A host of never before seen work by the late great US artist Saul Leiter is being showcased at one of the world’s biggest photography festivals in France.
Almost all of the paintings and drawings in the major Saul Leiter show at the “Rencontres d’Arles” festival in the southern French city have never been shown before.
A former fashion photographer, Leiter — who died in 2013 — was a leading light of the New York school of photography of the 1940s and 1950s that included Diane Arbus, Richard Avedon and Robert Frank.
Curator Anne Morin called him “one of the 20th century’s most fascinating artist-photographers”.
“Everything is a matter of balance, exactitude and humility in the works of this man, who nonetheless accorded great importance to imperfection,” she said.
In a short film presented at the show, Leiter said “you don’t have to apologise” for looking for beauty.
While summer temperatures outside soared well above 30 degrees Celsius (86 degrees Fahrenheit), the mercury hovered at around 20C in an underground exhibition space called the “cryptoportiques” where merchants once stored their wares in Roman times.

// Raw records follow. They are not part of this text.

use clap::Subcommand;
use portal14_core::Config;

#[derive(Subcommand)]
pub enum ConfigAction {
    /// Get a config value
    Get {
        /// Config key (e.g. "experience.target", "evasion.radius")
        key: String,
    },
    /// Set a config value
    Set {
        /// Config key
        key: String,
        /// New value
        value: String,
    },
    /// List all config values
    List,
    /// Reset config to defaults
    Reset,
}

pub fn run(action: ConfigAction) -> Result<(), Box<dyn std::error::Error>> {
    match action {
        ConfigAction::Get { key } => {
            let config = Config::load()?;
            match config.get(&key) {
                Some(value) => println!("{value}"),
                None => return Err(format!("unknown key: {key}").into()),
            }
        }
        ConfigAction::Set { key, value } => {
            let mut config = Config::load()?;
            config.set(&key, &value)?;
            println!("ok");
        }
        ConfigAction::List => {
            let config = Config::load()?;
            let json = serde_json::to_string_pretty(&config)?;
            println!("{json}");
        }
        ConfigAction::Reset => {
            let config = Config::default();
            config.save()?;
            println!("config reset to defaults");
        }
    }
    Ok(())
}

Fittingly, it is hosting images of prehistoric caves at Arcy-sur-Cure in central France taken by French photographer Juliette Agnel.
Drops of water occasionally oozed into the cryptoportiques, bringing to life the humidity pictured in the caves.
The photos had to be covered with a fine film to protect them from the moist conditions, festival director Christoph Wiesner told AFP.
Agnel illuminates only some parts of the caves in her photos, which show imaginary creatures and play on light and darkness in the manner of Old Masters like Rembrandt and Goya.
The work “explores extreme environments, whose unsettling beauty provokes senses of wonder and feelings of the sublime”, wrote curator Marta Ponsa.
Scandinavian sisterhood
In a nearby centuries-old cloister, the Camargue, France’s largest wetland located next to Arles between the Rhone river and the Mediterranean, takes pride of place in an exhibition by France’s Eva Nielsen with Marianne Derrien.
“Insolare” captures the Camargue’s reeds, marshes, the action of salt on the land, agricultural activity and local architecture in paintings, silk-screen prints and photography.
Wiesner said the Camargue was “particularly exposed” to climate change, with Nielsen describing the location as “at once wild and fashioned by man”.
The sweltering temperatures of southern France take a dive into the chillier climes of Scandinavia with the exposition “Sosterskap” (“Sisterhood”), which highlights work by 18 women photographers who explore the welfare state from a feminist perspective.